§ **What this task involves**: Filter the entries for the string "LocationRef". Copy each line that has it.

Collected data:
_ _ _
//! Character Models
//!
//! Data structures matching the remote character API.

use serde::{Deserialize, Serialize};

/// Named reference to a place (origin or last known location)
#[derive(Debug, Clone, Default, PartialEq, Eq, Serialize, Deserialize)]
pub struct LocationRef {
    pub name: String,
    #[serde(default)]
    pub url: String,
}

/// One character record (matches the API's `results[]` entries)
#[derive(Debug, Clone, PartialEq, Eq, Serialize, Deserialize)]
pub struct Character {
    pub id: u32,
    pub name: String,
    pub status: String,
    pub species: String,
    /// Sub-species; the API sends `type` and it is usually empty
    #[serde(rename = "type", default)]
    pub kind: String,
    pub gender: String,
    pub image: String,
    pub origin: LocationRef,
    pub location: LocationRef,
    #[serde(default)]
    pub episode: Vec<String>,
}

/// Paging metadata sent alongside each page of results
#[derive(Debug, Clone, Default, PartialEq, Eq, Serialize, Deserialize)]
pub struct PageInfo {
    #[serde(default)]
    pub count: u32,
    #[serde(default)]
    pub pages: u32,
    #[serde(default)]
    pub next: Option<String>,
    #[serde(default)]
    pub prev: Option<String>,
}

impl PageInfo {
    /// The next-page pointer, treating an empty string like `null`
    pub fn next_url(&self) -> Option<&str> {
        self.next.as_deref().filter(|url| !url.is_empty())
    }
}

/// One response body: `{ info, results }`
#[derive(Debug, Clone, Default, PartialEq, Eq, Serialize, Deserialize)]
pub struct CharacterPage {
    pub info: PageInfo,
    pub results: Vec<Character>,
}

/// Detail projection shown for the selected character
#[derive(Debug, Clone, PartialEq, Eq)]
pub struct CharacterDetail {
    pub id: u32,
    pub name: String,
    pub status: String,
    pub species: String,
    pub kind: String,
    pub gender: String,
    pub image: String,
    pub origin: String,
    pub location: String,
    pub episode_count: usize,
}

impl From<&Character> for CharacterDetail {
    fn from(character: &Character) -> Self {
        Self {
            id: character.id,
            name: character.name.clone(),
            status: character.status.clone(),
            species: character.species.clone(),
            kind: character.kind.clone(),
            gender: character.gender.clone(),
            image: character.image.clone(),
            origin: character.origin.name.clone(),
            location: character.location.name.clone(),
            episode_count: character.episode.len(),
        }
    }
}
_ _ _
§ **Exercise output**:
pub struct LocationRef {
    pub origin: LocationRef,
    pub location: LocationRef,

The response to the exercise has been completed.